I just got a batch of tools off of Craig's List that are badly in need of some serious rust removal. Does anyone have any suggestions about which method of rust removal is better? Consider the cost, ease of application, and the final result. One of the planes is a very old #4c and it deserves the best treatment possible.


----------



## WayneC (Mar 8, 2007)

Evaporust….


----------



## DMIHOMECENTER (Mar 5, 2011)

Ditto echo…


----------



## HorizontalMike (Jun 3, 2010)

electrolysis


----------



## sharad (Dec 26, 2007)

You may go through LJ Dan's Blogs on this subject.

Sharad


----------



## Dennisgrosen (Nov 14, 2009)

look at Brit´s or Mafe´s blogs using hammerrite rustremoving gel
http://lumberjocks.com/Brit

http://lumberjocks.com/mafe

http://lumberjocks.com/David/blog/2191

http://lumberjocks.com/topics/28730

http://lumberjocks.com/Dennisgrosen/blog/21230

there is one more blog about using Citric Acid but I just can´t remember the name 
of the Lumber jock ..sorry

Dennis


----------



## MedicKen (Dec 2, 2008)

Jim…..This is kind of like a Ford Vs. Chevy topic. There are pluses and minuses for each process. The evaporust will be faster but in my opinion electrolysis will leave a better patina to the tool. My personal opinion is ti use electrolysis for as much of a tool as possible and leave the evaporust for the fasteners, the nuts and bolts. Electrolysis will corrode certain metals so be careful, aluminum, brass, bronze, etc.
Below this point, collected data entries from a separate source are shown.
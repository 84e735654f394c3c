//! Open/close ordering of instance pipes around orchestrator requests.
//!
//! The orchestrator starts each instance by opening the instance's read end
//! before its write end. Restarting therefore has to happen in two phases:
//!
//! 1. close every manager-to-instance pipe, so the old instances read EOF and
//!    exit;
//! 2. send the request and wait for the reply (the old instances are gone
//!    once it arrives);
//! 3. close every instance-to-manager pipe. The replacements cannot have
//!    opened them yet, because they block opening their read end until step 4;
//! 4. reopen the whole set.
//!
//! Closing in any other order leaves both sides blocked in `open()`.

use tracing::{debug, info, instrument, warn};

use crate::core::state::{HandshakeEvent, HandshakeState};
use crate::core::wire::{CONTINUE, InstanceCount, NEXT_PHASE, Reply, SHUTDOWN_NOTICE};
use crate::error::{ConfigError, SessionError};
use crate::io::channel::{ChannelOpener, Direction};
use crate::io::handshake::HandshakeClient;
use crate::io::kill::{KillState, KillSwitch};
use crate::io::registry::{Instance, InstancePaths, InstanceRegistry, OpenOrder};
use crate::trace::ProtocolTrace;

const CHANNEL: &str = "instances";

/// Whether instances are still available after a restart-style request.
#[derive(Debug, Clone, Copy, PartialEq, Eq)]
pub enum RestartOutcome {
    Survived,
    /// The orchestrator answered `X`; the session is over.
    Aborted,
}

pub struct Lifecycle<O: ChannelOpener> {
    opener: O,
    handshake: Option<HandshakeClient>,
    kill: Option<KillSwitch>,
    registry: InstanceRegistry,
    order: OpenOrder,
    trace: ProtocolTrace,
    aborted: bool,
    killed: bool,
}

impl<O: ChannelOpener> Lifecycle<O> {
    /// Welcome and negotiate. Instances are registered but not opened; call
    /// [`Lifecycle::open_instances`] next.
    pub fn negotiated(
        opener: O,
        handshake: HandshakeClient,
        kill: Option<KillSwitch>,
        count: InstanceCount,
        time_limit: u32,
        order: OpenOrder,
        trace: ProtocolTrace,
    ) -> Result<Self, SessionError> {
        let mut lifecycle = Self {
            opener,
            handshake: Some(handshake),
            kill,
            registry: InstanceRegistry::new(),
            order,
            trace,
            aborted: false,
            killed: false,
        };
        lifecycle.negotiate_instances(count, time_limit)?;
        Ok(lifecycle)
    }

    /// Register instances whose paths are already known (no control channel).
    pub fn fixed(
        opener: O,
        paths: Vec<InstancePaths>,
        kill: Option<KillSwitch>,
        order: OpenOrder,
        trace: ProtocolTrace,
    ) -> Result<Self, SessionError> {
        InstanceCount::new(paths.len())?;
        let registry = InstanceRegistry::from_paths(paths)?;
        Ok(Self {
            opener,
            handshake: None,
            kill,
            registry,
            order,
            trace,
            aborted: false,
            killed: false,
        })
    }

    #[instrument(skip_all, fields(count = count.get(), time_limit = time_limit))]
    fn negotiate_instances(
        &mut self,
        count: InstanceCount,
        time_limit: u32,
    ) -> Result<(), SessionError> {
        let handshake = self
            .handshake
            .as_mut()
            .ok_or(ConfigError::NotNegotiated("negotiation"))?;
        handshake.await_welcome()?;
        self.trace.step("control", "welcome received");
        let paths = handshake.negotiate(count, time_limit)?;
        self.registry.replace(paths)?;
        Ok(())
    }

    /// Open every registered instance.
    ///
    /// On failure every instance channel is closed again, so no instance is
    /// left usable, and the control channel stays ready for the shutdown
    /// handshake.
    pub fn open_instances(&mut self) -> Result<(), SessionError> {
        self.open_all_or_close()?;
        if let Some(handshake) = self.handshake.as_mut() {
            handshake.mark_running()?;
        }
        self.trace.step(CHANNEL, "instances open");
        Ok(())
    }

    fn open_all_or_close(&mut self) -> Result<(), SessionError> {
        let opened = self.registry.open_all(&self.opener, self.order);
        if opened.is_err() {
            self.registry.close_all(Direction::Write);
            self.registry.close_all(Direction::Read);
        }
        opened
    }

    pub fn instance_count(&self) -> usize {
        self.registry.len()
    }

    pub fn is_aborted(&self) -> bool {
        self.aborted
    }

    pub fn is_killed(&self) -> bool {
        self.killed
    }

    pub fn is_negotiated(&self) -> bool {
        self.handshake.is_some()
    }

    pub fn has_kill_switch(&self) -> bool {
        self.kill.is_some()
    }

    pub fn instance(&mut self, index: usize) -> Result<&mut Instance, SessionError> {
        if self.aborted {
            return Err(SessionError::Aborted);
        }
        if self.killed {
            return Err(SessionError::InstancesKilled);
        }
        self.registry.get(index)
    }

    /// Close outbound ends, send `token`, wait for the reply.
    ///
    /// On abort nothing else is touched: the orchestrator owns the teardown.
    fn request_fresh_instances(
        &mut self,
        token: u8,
        what: &'static str,
    ) -> Result<Reply, SessionError> {
        if self.aborted {
            return Err(SessionError::Aborted);
        }
        if self.killed {
            return Err(SessionError::InstancesKilled);
        }
        let handshake = self
            .handshake
            .as_mut()
            .ok_or(ConfigError::NotNegotiated(what))?;
        handshake.state().advance(HandshakeEvent::RestartRequested)?;

        self.trace.step(CHANNEL, "closing manager-to-instance pipes");
        self.registry.close_all(Direction::Write);
        let reply = handshake.request(token)?;
        if reply == Reply::Abort {
            warn!(what, "orchestrator refused, session over");
            self.aborted = true;
        }
        Ok(reply)
    }

    /// Replace every instance with a fresh copy on the same pipe paths.
    #[instrument(skip_all, fields(instances = self.registry.len()))]
    pub fn restart(&mut self) -> Result<RestartOutcome, SessionError> {
        if self.request_fresh_instances(CONTINUE, "restart")? == Reply::Abort {
            return Ok(RestartOutcome::Aborted);
        }
        self.trace.step(CHANNEL, "closing instance-to-manager pipes");
        self.registry.close_all(Direction::Read);
        self.open_all_or_close()?;
        if let Some(handshake) = self.handshake.as_mut() {
            handshake.resume()?;
        }
        self.trace.step(CHANNEL, "instances reopened");
        info!("instances restarted");
        Ok(RestartOutcome::Survived)
    }

    /// Finish this phase and negotiate a new instance set.
    #[instrument(skip_all, fields(count = count.get(), time_limit = time_limit))]
    pub fn next_phase(
        &mut self,
        count: InstanceCount,
        time_limit: u32,
    ) -> Result<RestartOutcome, SessionError> {
        if self.request_fresh_instances(NEXT_PHASE, "next phase")? == Reply::Abort {
            return Ok(RestartOutcome::Aborted);
        }
        self.registry.close_all(Direction::Read);
        if let Some(handshake) = self.handshake.as_mut() {
            handshake.begin_next_phase()?;
        }
        self.negotiate_instances(count, time_limit)?;
        self.open_instances()?;
        info!(instances = count.get(), "next phase started");
        Ok(RestartOutcome::Survived)
    }

    /// Ask the orchestrator to kill the instances and wait until it has.
    ///
    /// Afterwards every instance channel is closed and no instance can be
    /// borrowed any more.
    #[instrument(skip_all)]
    pub fn kill_and_wait(&mut self) -> Result<(), SessionError> {
        if self.aborted {
            return Err(SessionError::Aborted);
        }
        let kill = self
            .kill
            .as_mut()
            .ok_or(SessionError::InvalidState("no kill channel configured"))?;
        if self.killed || kill.state() != KillState::Armed {
            return Err(SessionError::InvalidState("kill already requested"));
        }
        kill.request()?;
        kill.await_confirmation()?;
        self.killed = true;
        self.registry.close_all(Direction::Write);
        self.registry.close_all(Direction::Read);
        self.trace.step(CHANNEL, "instances killed");
        Ok(())
    }

    /// First half of the shutdown handshake, before the verdict is written.
    ///
    /// Failures are logged, never returned: the verdict must still go out.
    pub fn announce_shutdown(&mut self, notify_instances: bool) {
        if self.aborted {
            return;
        }
        if let Some(handshake) = self.handshake.as_mut()
            && let Err(err) = handshake.announce_quit()
        {
            warn!(%err, "could not announce quit");
        }
        if let Some(kill) = self.kill.as_mut()
            && kill.state() == KillState::Armed
            && let Err(err) = kill.request()
        {
            warn!(%err, "could not request kill on shutdown");
        }
        if notify_instances && !self.killed {
            for instance in self.registry.instances_mut() {
                let index = instance.index();
                if let Some(pipe) = instance.outbound_mut()
                    && let Err(err) = pipe.write(SHUTDOWN_NOTICE)
                {
                    debug!(index, %err, "instance gone before shutdown notice");
                }
            }
            self.registry.close_all(Direction::Write);
        }
        self.trace.step("control", "shutdown announced");
    }

    /// Second half of the shutdown handshake, after the verdict is written.
    pub fn await_shutdown(&mut self) {
        if self.aborted {
            return;
        }
        if let Some(handshake) = self.handshake.as_mut()
            && handshake.state() == HandshakeState::Finalizing
            && let Err(err) = handshake.await_quit_reply()
        {
            warn!(%err, "no quit acknowledgement");
        }
        if let Some(kill) = self.kill.as_mut()
            && kill.state() == KillState::Requested
            && let Err(err) = kill.await_confirmation()
        {
            warn!(%err, "no kill confirmation");
        }
        self.trace.step("control", "shutdown acknowledged");
    }
}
Good luck and have fun in the restoration


----------



## Arminius (Dec 27, 2007)

For a plane, it depends mainly on the state of the japanning and whether or not you plan to recoat it. I have used both, and as MedicKen suggests, I use it for the smaller pieces. If the japanning is in good shape, I just use Evaporust for the whole body.


----------



## Tomcat1066 (Jan 3, 2008)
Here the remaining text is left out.